§ **Exercise details**
Copy out each line from the material where the word "retained" is found.
#### Extracted material ####
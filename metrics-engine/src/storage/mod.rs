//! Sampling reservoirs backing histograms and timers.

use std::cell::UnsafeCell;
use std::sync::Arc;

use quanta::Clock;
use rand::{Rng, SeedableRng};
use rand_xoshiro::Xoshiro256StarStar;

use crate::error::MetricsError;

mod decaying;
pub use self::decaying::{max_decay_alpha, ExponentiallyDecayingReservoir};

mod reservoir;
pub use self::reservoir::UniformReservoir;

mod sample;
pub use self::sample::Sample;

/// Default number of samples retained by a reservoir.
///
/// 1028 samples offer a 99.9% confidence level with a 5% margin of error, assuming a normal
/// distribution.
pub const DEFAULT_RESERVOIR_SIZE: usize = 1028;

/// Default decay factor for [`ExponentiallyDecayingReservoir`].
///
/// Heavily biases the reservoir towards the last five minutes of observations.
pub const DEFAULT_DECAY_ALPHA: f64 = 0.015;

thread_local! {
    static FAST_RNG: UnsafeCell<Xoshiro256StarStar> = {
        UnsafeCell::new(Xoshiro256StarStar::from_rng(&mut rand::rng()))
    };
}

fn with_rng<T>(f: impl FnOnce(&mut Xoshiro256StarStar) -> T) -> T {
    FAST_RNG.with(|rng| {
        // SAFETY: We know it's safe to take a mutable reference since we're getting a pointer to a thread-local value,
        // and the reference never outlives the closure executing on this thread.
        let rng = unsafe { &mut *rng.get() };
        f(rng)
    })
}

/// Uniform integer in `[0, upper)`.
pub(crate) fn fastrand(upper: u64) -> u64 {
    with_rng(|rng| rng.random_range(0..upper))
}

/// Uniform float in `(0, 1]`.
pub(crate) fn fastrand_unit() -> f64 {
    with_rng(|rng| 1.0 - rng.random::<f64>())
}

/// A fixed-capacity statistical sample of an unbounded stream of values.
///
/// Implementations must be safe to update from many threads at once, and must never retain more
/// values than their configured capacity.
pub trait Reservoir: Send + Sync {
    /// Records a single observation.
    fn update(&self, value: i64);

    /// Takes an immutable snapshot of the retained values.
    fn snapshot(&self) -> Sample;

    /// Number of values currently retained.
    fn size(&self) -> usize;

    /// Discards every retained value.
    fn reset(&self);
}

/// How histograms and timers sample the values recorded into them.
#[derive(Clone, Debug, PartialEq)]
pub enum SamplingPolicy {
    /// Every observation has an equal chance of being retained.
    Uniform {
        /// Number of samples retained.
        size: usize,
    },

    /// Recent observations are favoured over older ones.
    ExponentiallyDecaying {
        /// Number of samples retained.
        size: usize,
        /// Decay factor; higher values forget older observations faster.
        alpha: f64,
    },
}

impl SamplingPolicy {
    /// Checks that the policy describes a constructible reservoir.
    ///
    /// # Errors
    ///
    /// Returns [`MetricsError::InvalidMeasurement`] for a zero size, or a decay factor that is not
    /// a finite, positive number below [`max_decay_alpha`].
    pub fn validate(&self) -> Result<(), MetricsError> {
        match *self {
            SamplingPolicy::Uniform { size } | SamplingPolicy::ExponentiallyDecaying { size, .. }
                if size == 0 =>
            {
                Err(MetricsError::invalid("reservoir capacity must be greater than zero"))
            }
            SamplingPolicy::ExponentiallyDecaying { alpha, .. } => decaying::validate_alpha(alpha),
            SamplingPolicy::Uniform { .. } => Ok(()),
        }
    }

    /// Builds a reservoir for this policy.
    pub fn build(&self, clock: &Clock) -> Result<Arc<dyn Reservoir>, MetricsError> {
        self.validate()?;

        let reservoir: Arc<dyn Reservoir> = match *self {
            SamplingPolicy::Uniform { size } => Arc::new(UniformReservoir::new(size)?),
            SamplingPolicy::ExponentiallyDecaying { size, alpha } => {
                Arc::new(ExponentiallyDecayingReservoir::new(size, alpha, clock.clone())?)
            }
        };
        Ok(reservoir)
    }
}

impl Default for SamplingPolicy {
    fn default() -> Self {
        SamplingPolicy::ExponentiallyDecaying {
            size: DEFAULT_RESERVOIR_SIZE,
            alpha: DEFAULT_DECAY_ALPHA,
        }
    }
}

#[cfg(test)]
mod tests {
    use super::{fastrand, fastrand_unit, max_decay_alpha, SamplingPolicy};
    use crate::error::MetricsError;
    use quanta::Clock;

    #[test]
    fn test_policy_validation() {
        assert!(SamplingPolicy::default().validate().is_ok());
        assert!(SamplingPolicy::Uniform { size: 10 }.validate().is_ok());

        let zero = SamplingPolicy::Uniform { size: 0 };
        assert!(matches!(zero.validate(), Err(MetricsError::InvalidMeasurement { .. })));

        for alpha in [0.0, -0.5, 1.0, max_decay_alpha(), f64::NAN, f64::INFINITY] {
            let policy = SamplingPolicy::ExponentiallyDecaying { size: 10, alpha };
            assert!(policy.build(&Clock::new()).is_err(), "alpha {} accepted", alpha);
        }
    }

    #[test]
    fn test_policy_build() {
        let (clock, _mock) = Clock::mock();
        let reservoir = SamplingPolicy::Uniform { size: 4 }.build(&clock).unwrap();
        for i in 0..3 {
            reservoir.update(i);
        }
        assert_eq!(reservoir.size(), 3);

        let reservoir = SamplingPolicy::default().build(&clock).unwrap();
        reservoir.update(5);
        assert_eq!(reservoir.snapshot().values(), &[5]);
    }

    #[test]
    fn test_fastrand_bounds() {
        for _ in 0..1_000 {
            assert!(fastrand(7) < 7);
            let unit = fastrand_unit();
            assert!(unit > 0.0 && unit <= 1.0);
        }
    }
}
####
§ **Solution**
/// Default number of samples retained by a reservoir.
    /// Takes an immutable snapshot of the retained values.
    /// Number of values currently retained.
    /// Discards every retained value.
    /// Every observation has an equal chance of being retained.
        /// Number of samples retained.
        /// Number of samples retained.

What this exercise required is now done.